IMO they serve similar at a glance, but actually very different use cases.

SeaweedFS is more about amazing small object read performance because you effectively have no metadata to query to read an object. You just distribute volume id, file id (+cookie) to clients.

3FS is less extreme in this, supports actual POSIX interface, and isn't particularly good at how fast you can open() files. On the other hand, it shards files into smaller (e.g. 512KiB) chunks, demands RDMA NICs and makes reading randomly from large files scary fast [0]. If your dataset is immutable you can emulate what SeaweedFS does, but if it isn't then SeaweedFS is better.

[0] By scary fast I mean being able to completely saturate 12 PCIe Gen 4 NVMe SSD at 4K random reads on a single storage server and you can horizontally scale that.

jszymborski
·
2 months ago
·
[ - ]

I wonder how close to something like 3FS you can get by mounting SeaweedFS with S3FS, which mounts using FUSE.

https://github.com/s3fs-fuse/s3fs-fuse

rfoo
·
2 months ago
·
[ - ]

I'd estimate that there would be two orders of magnitude of difference in 4K random IOPS. If not three.

jszymborski
·
2 months ago
·
[ - ]

I'm assuming in favour of the DeepSeek FS?

huntaub
·
2 months ago
·
[ - ]

My guess is going to be that performance is pretty comparable, but it looks like Seaweed contains a lot more management features (such as tiered storage) which you may or may not be using.

stapedium
·
2 months ago
·
[ - ]

I’m just a small business & homelab guy, so I’ll probably never use one of these big distributed file systems. But when people start talking petabytes, I always wonder if these things are actually backed up and what you use for backup and recovery?

ted_dunning
·
2 months ago
·
[ - ]

It is common for the backup of these systems to be a secondary data center.

Remember that there are two purposes for backup. One is hardware failures, the second is fat fingers. Hardware failures are dealt with by redundancy which always involves keeping redundant information across multiple failure domains. Those domains can be as small as a cache line or as big as a data center. These failures can be dealt with transparently and automagically in modern file systems.

With fat fingers, the failure domain has no natural boundaries other than time. As such, snapshots kept in the file system are the best choice, especially if you have a copy-on-write that can keep snapshots with very little overhead.

There is also the special case of adversarial fat fingering which appears in ransomware. The answer is snapshots, but the core problem is timely detection since otherwise you may not have a single point in time to recover from.

ghugccrghbvr
·
2 months ago
·
[ - ]

Disaster at all?

ted_dunning
·
2 months ago
·
[ - ]

That's a form of hardware failure where the failure domain is a data center or region. It is always good to store enough redundant data outside of whatever failure domains you want to consider in your planning. That might be a device, a server, a rack, a room, a data center, a region or a country/regulatory domain.

Non-local storage is definitely worthwhile there.
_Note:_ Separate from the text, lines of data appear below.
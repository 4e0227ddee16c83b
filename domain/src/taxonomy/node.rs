//! Taxon tree node
//!
//! A [`TaxonNode`] is one taxon in the nested hierarchy. The JSON shape is
//! the one used by every assignment file:
//!
//! ```text
//! {
//!   "Chordata": {
//!     "Actinopterygii": {
//!       "Gadus morhua": { "specCode": "69", "ecology": { ... } }
//!     }
//!   }
//! }
//! ```
//!
//! Child taxa and the payload markers (`specCode`, `ecology`, `diet`) share
//! one JSON object, so (de)serialization is written by hand.

use serde::de::Error as _;
use serde::ser::SerializeMap;
use serde::{Deserialize, Deserializer, Serialize, Serializer};
use serde_json::Value;
use std::collections::BTreeMap;

/// Key carrying the species identifier on a leaf.
pub const SPEC_CODE_KEY: &str = "specCode";
/// Key carrying the ecology payload on a leaf.
pub const ECOLOGY_KEY: &str = "ecology";
/// Key carrying the diet payload on a leaf.
pub const DIET_KEY: &str = "diet";
/// Placeholder identifier when a record has no species code.
pub const UNKNOWN_SPEC_CODE: &str = "Unknown";

/// Whether a key is a payload marker rather than a child taxon.
pub fn is_marker_key(key: &str) -> bool {
    matches!(key, SPEC_CODE_KEY | ECOLOGY_KEY | DIET_KEY)
}

/// A node in the taxonomic hierarchy.
///
/// A node is a leaf iff it carries a `specCode`.
#[derive(Debug, Clone, Default, PartialEq)]
pub struct TaxonNode {
    children: BTreeMap<String, TaxonNode>,
    spec_code: Option<String>,
    ecology: Option<Value>,
    diet: Option<Value>,
}

impl TaxonNode {
    /// Create an empty internal node.
    pub fn new() -> Self {
        Self::default()
    }

    /// Create a leaf with the given species code.
    pub fn leaf(spec_code: impl Into<String>) -> Self {
        Self {
            spec_code: Some(spec_code.into()),
            ..Self::default()
        }
    }

    pub fn with_ecology(mut self, ecology: Value) -> Self {
        self.ecology = Some(ecology);
        self
    }

    pub fn with_child(mut self, name: impl Into<String>, child: TaxonNode) -> Self {
        self.children.insert(name.into(), child);
        self
    }

    pub fn is_leaf(&self) -> bool {
        self.spec_code.is_some()
    }

    pub fn has_children(&self) -> bool {
        !self.children.is_empty()
    }

    pub fn spec_code(&self) -> Option<&str> {
        self.spec_code.as_deref()
    }

    pub fn ecology(&self) -> Option<&Value> {
        self.ecology.as_ref()
    }

    pub fn diet(&self) -> Option<&Value> {
        self.diet.as_ref()
    }

    pub fn children(&self) -> &BTreeMap<String, TaxonNode> {
        &self.children
    }

    pub fn child(&self, name: &str) -> Option<&TaxonNode> {
        self.children.get(name)
    }

    /// Get or create the named child.
    pub fn child_entry(&mut self, name: &str) -> &mut TaxonNode {
        self.children.entry(name.to_string()).or_default()
    }

    /// Names of the direct child taxa.
    pub fn taxa(&self) -> impl Iterator<Item = &str> {
        self.children.keys().map(String::as_str)
    }

    /// Replace the leaf payload. Returns `true` if a previous payload was
    /// overwritten.
    pub fn set_leaf_payload(
        &mut self,
        spec_code: String,
        ecology: Option<Value>,
        diet: Option<Value>,
    ) -> bool {
        let overwritten = self.spec_code.is_some();
        self.spec_code = Some(spec_code);
        self.ecology = ecology;
        self.diet = diet;
        overwritten
    }

    /// Follow a path of child names from this node.
    pub fn node_at<S: AsRef<str>>(&self, path: &[S]) -> Option<&TaxonNode> {
        let mut current = self;
        for name in path {
            current = current.children.get(name.as_ref())?;
        }
        Some(current)
    }

    /// Collect every leaf below (and including) this node as `(name, node)`.
    ///
    /// `name` is the key of the leaf under its parent; `self_name` is used
    /// when this node is itself a leaf.
    pub fn leaves<'a>(&'a self, self_name: &'a str) -> Vec<(&'a str, &'a TaxonNode)> {
        let mut leaves = Vec::new();
        let mut stack = vec![(self_name, self)];
        while let Some((name, node)) = stack.pop() {
            if node.is_leaf() {
                leaves.push((name, node));
            }
            for (child_name, child) in &node.children {
                stack.push((child_name.as_str(), child));
            }
        }
        leaves
    }

    /// Number of leaves below (and including) this node.
    pub fn leaf_count(&self) -> usize {
        let mut count = 0;
        let mut stack = vec![self];
        while let Some(node) = stack.pop() {
            if node.is_leaf() {
                count += 1;
            }
            stack.extend(node.children.values());
        }
        count
    }

    /// Build a node from a JSON object.
    ///
    /// Non-object values under non-marker keys are ignored.
    pub fn from_value(value: &Value) -> Result<Self, String> {
        let map = value
            .as_object()
            .ok_or_else(|| format!("expected a JSON object for a taxon, found {}", value))?;

        let mut node = TaxonNode::new();
        for (key, entry) in map {
            match key.as_str() {
                SPEC_CODE_KEY => node.spec_code = Some(spec_code_to_string(entry)),
                ECOLOGY_KEY => node.ecology = Some(entry.clone()),
                DIET_KEY => node.diet = Some(entry.clone()),
                _ if entry.is_object() => {
                    node.children.insert(key.clone(), TaxonNode::from_value(entry)?);
                }
                _ => {}
            }
        }
        Ok(node)
    }
}

/// Render a species code value as a string.
///
/// Species databases hand out numeric codes; assignment files written by
/// other tools may hold them as numbers or strings.
pub fn spec_code_to_string(value: &Value) -> String {
    match value {
        Value::String(s) if !s.trim().is_empty() => s.trim().to_string(),
        Value::Number(n) => match n.as_f64() {
            Some(f) if f.fract() == 0.0 && f.abs() < 1e15 => format!("{}", f as i64),
            _ => n.to_string(),
        },
        _ => UNKNOWN_SPEC_CODE.to_string(),
    }
}

impl Serialize for TaxonNode {
    fn serialize<S>(&self, serializer: S) -> Result<S::Ok, S::Error>
    where
        S: Serializer,
    {
        let len = self.children.len()
            + usize::from(self.spec_code.is_some())
            + usize::from(self.ecology.is_some())
            + usize::from(self.diet.is_some());
        let mut map = serializer.serialize_map(Some(len))?;
        for (name, child) in &self.children {
            map.serialize_entry(name, child)?;
        }
        if let Some(code) = &self.spec_code {
            map.serialize_entry(SPEC_CODE_KEY, code)?;
        }
        if let Some(ecology) = &self.ecology {
            map.serialize_entry(ECOLOGY_KEY, ecology)?;
        }
        if let Some(diet) = &self.diet {
            map.serialize_entry(DIET_KEY, diet)?;
        }
        map.end()
    }
}

impl<'de> Deserialize<'de> for TaxonNode {
    fn deserialize<D>(deserializer: D) -> Result<Self, D::Error>
    where
        D: Deserializer<'de>,
    {
        let value = Value::deserialize(deserializer)?;
        TaxonNode::from_value(&value).map_err(D::Error::custom)
    }
}

#[cfg(test)]
mod tests {
    use super::*;
    use serde_json::json;

    fn sample() -> TaxonNode {
        TaxonNode::new().with_child(
            "Gadidae",
            TaxonNode::new()
                .with_child("Gadus morhua", TaxonNode::leaf("69"))
                .with_child(
                    "Melanogrammus aeglefinus",
                    TaxonNode::leaf("28").with_ecology(json!({"depth": 80})),
                ),
        )
    }

    #[test]
    fn test_leaf_detection() {
        let tree = sample();
        assert!(!tree.is_leaf());
        let cod = tree.node_at(&["Gadidae", "Gadus morhua"]).unwrap();
        assert!(cod.is_leaf());
        assert_eq!(cod.spec_code(), Some("69"));
    }

    #[test]
    fn test_leaves_and_count() {
        let tree = sample();
        let mut names: Vec<&str> = tree.leaves("root").into_iter().map(|(n, _)| n).collect();
        names.sort();
        assert_eq!(names, vec!["Gadus morhua", "Melanogrammus aeglefinus"]);
        assert_eq!(tree.leaf_count(), 2);
    }

    #[test]
    fn test_serialize_shape() {
        let value = serde_json::to_value(sample()).unwrap();
        assert_eq!(value["Gadidae"]["Gadus morhua"]["specCode"], "69");
        assert_eq!(
            value["Gadidae"]["Melanogrammus aeglefinus"]["ecology"]["depth"],
            80
        );
    }

    #[test]
    fn test_deserialize_numeric_spec_code() {
        let node: TaxonNode =
            serde_json::from_value(json!({"Sprattus sprattus": {"specCode": 1350}})).unwrap();
        assert_eq!(
            node.child("Sprattus sprattus").unwrap().spec_code(),
            Some("1350")
        );
    }

    #[test]
    fn test_deserialize_ignores_scalar_children() {
        let node: TaxonNode =
            serde_json::from_value(json!({"note": "free text", "A": {"specCode": "1"}})).unwrap();
        assert_eq!(node.taxa().collect::<Vec<_>>(), vec!["A"]);
    }

    #[test]
    fn test_marker_keys() {
        assert!(is_marker_key("specCode"));
        assert!(is_marker_key("ecology"));
        assert!(is_marker_key("diet"));
        assert!(!is_marker_key("Chordata"));
    }

    #[test]
    fn test_set_leaf_payload_reports_overwrite() {
        let mut node = TaxonNode::new();
        assert!(!node.set_leaf_payload("1".into(), None, None));
        assert!(node.set_leaf_payload("2".into(), None, None));
        assert_eq!(node.spec_code(), Some("2"));
    }
}
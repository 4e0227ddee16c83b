//! Classification parameters: engine batching and grouping policy.

use serde::{Deserialize, Serialize};

/// Controls how the classification engine batches oracle calls and treats
/// novel groups.
#[derive(Debug, Clone, PartialEq, Serialize, Deserialize)]
pub struct ClassificationParams {
    /// Sibling taxa per oracle call.
    pub chunk_size: usize,
    /// Oracle calls in flight at once within one rank.
    pub max_concurrent_calls: usize,
    /// Keep the registry fixed and divert novel groups to the extra store.
    pub force_grouping: bool,
    /// Research focus forwarded to the oracle.
    pub research_focus: Option<String>,
}

impl Default for ClassificationParams {
    fn default() -> Self {
        Self {
            chunk_size: 5,
            max_concurrent_calls: 4,
            force_grouping: false,
            research_focus: None,
        }
    }
}

impl ClassificationParams {
    pub fn with_chunk_size(mut self, size: usize) -> Self {
        self.chunk_size = size;
        self
    }

    pub fn with_max_concurrent_calls(mut self, max: usize) -> Self {
        self.max_concurrent_calls = max;
        self
    }

    pub fn with_force_grouping(mut self, force: bool) -> Self {
        self.force_grouping = force;
        self
    }

    pub fn with_research_focus(mut self, focus: Option<String>) -> Self {
        self.research_focus = focus;
        self
    }

    /// Chunk size clamped to at least one.
    pub fn effective_chunk_size(&self) -> usize {
        self.chunk_size.max(1)
    }

    /// Concurrency clamped to at least one.
    pub fn effective_concurrency(&self) -> usize {
        self.max_concurrent_calls.max(1)
    }
}

#[cfg(test)]
mod tests {
    use super::*;

    #[test]
    fn test_defaults() {
        let params = ClassificationParams::default();
        assert_eq!(params.chunk_size, 5);
        assert!(!params.force_grouping);
        assert!(params.research_focus.is_none());
    }

    #[test]
    fn test_zero_values_are_clamped() {
        let params = ClassificationParams::default()
            .with_chunk_size(0)
            .with_max_concurrent_calls(0);
        assert_eq!(params.effective_chunk_size(), 1);
        assert_eq!(params.effective_concurrency(), 1);
    }
}
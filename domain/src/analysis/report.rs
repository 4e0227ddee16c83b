//! Per-region validation report model

use super::consistency::ConsistencyAnalysis;
use super::diet::InteractionAnalysis;
use serde::{Deserialize, Serialize};
use std::collections::BTreeMap;

/// Cut-offs used to flag unstable species and interactions.
#[derive(Debug, Clone, Copy, PartialEq, Serialize, Deserialize)]
pub struct AnalysisThresholds {
    pub low_consistency: f64,
    pub unstable_interaction: f64,
}

impl Default for AnalysisThresholds {
    fn default() -> Self {
        Self {
            low_consistency: 0.95,
            unstable_interaction: 0.7,
        }
    }
}

/// An iteration directory missing one or more outputs.
#[derive(Debug, Clone, PartialEq, Eq, Serialize)]
pub struct IncompleteIteration {
    pub name: String,
    pub missing: Vec<String>,
}

/// Headline numbers for one region.
#[derive(Debug, Clone, Default, PartialEq, Serialize)]
pub struct RegionSummary {
    pub total_groups: usize,
    pub species_analyzed: usize,
    pub mean_consistency: f64,
    pub median_consistency: f64,
    pub group_count_distribution: BTreeMap<usize, usize>,
    pub unstable_species: Vec<String>,
    pub total_interactions: usize,
    pub unstable_interactions: usize,
}

/// Everything computed for one region.
#[derive(Debug, Clone, PartialEq, Serialize)]
pub struct RegionAnalysis {
    pub name: String,
    pub group_iterations: Vec<String>,
    pub matrix_iterations: Vec<String>,
    pub incomplete: Vec<IncompleteIteration>,
    pub thresholds: AnalysisThresholds,
    pub summary: RegionSummary,
    pub consistency: ConsistencyAnalysis,
    pub interactions: Option<InteractionAnalysis>,
}

impl RegionAnalysis {
    pub fn new(
        name: impl Into<String>,
        consistency: ConsistencyAnalysis,
        interactions: Option<InteractionAnalysis>,
        thresholds: AnalysisThresholds,
    ) -> Self {
        let summary = RegionSummary {
            total_groups: consistency.groups.len(),
            species_analyzed: consistency.species.len(),
            mean_consistency: consistency.mean_consistency(),
            median_consistency: consistency.median_consistency(),
            group_count_distribution: consistency.group_count_distribution(),
            unstable_species: consistency
                .unstable_species(thresholds.low_consistency)
                .into_iter()
                .map(|r| r.species.clone())
                .collect(),
            total_interactions: interactions
                .as_ref()
                .map_or(0, |i| i.interactions.len()),
            unstable_interactions: interactions
                .as_ref()
                .map_or(0, |i| i.unstable(thresholds.unstable_interaction).len()),
        };

        Self {
            name: name.into(),
            group_iterations: Vec::new(),
            matrix_iterations: Vec::new(),
            incomplete: Vec::new(),
            thresholds,
            summary,
            consistency,
            interactions,
        }
    }

    pub fn with_iterations(mut self, groups: Vec<String>, matrices: Vec<String>) -> Self {
        self.group_iterations = groups;
        self.matrix_iterations = matrices;
        self
    }

    pub fn with_incomplete(mut self, incomplete: Vec<IncompleteIteration>) -> Self {
        self.incomplete = incomplete;
        self
    }
}

/// Report over every analysed region.
#[derive(Debug, Clone, PartialEq, Serialize)]
pub struct ValidationReport {
    /// Local time, `%Y-%m-%d %H:%M:%S`.
    pub generated_at: String,
    pub regions: Vec<RegionAnalysis>,
}

#[cfg(test)]
mod tests {
    use super::*;
    use crate::analysis::IterationAssignments;

    #[test]
    fn test_summary_counts_unstable_species() {
        let its: Vec<IterationAssignments> = vec![
            [("A", "Fish"), ("B", "Fish")]
                .into_iter()
                .map(|(s, g)| (s.to_string(), g.to_string()))
                .collect(),
            [("A", "Fish"), ("B", "Invert")]
                .into_iter()
                .map(|(s, g)| (s.to_string(), g.to_string()))
                .collect(),
        ];
        let region = RegionAnalysis::new(
            "north_sea",
            ConsistencyAnalysis::compute(&its),
            None,
            AnalysisThresholds::default(),
        );
        assert_eq!(region.summary.species_analyzed, 2);
        assert_eq!(region.summary.total_groups, 1);
        assert_eq!(region.summary.unstable_species, vec!["B".to_string()]);
        assert_eq!(region.summary.total_interactions, 0);
    }

    #[test]
    fn test_default_thresholds() {
        let thresholds = AnalysisThresholds::default();
        assert_eq!(thresholds.low_consistency, 0.95);
        assert_eq!(thresholds.unstable_interaction, 0.7);
    }
}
Snapshots can have additive value there because they may be more coherent states.

shermantanktop
·
2 months ago
·
[ - ]

Backup and recovery is a process with a non-zero failure rate. The more you test it, the lower the rate, but there is always a failure mode.

With these systems, the runtime guarantees of data integrity are very high and the failure rate is very low. And best of all, failure is constantly happening as a normal activity in the system.

So once you have data integrity guarantees that are better in you runtime system than your backup process, why backup?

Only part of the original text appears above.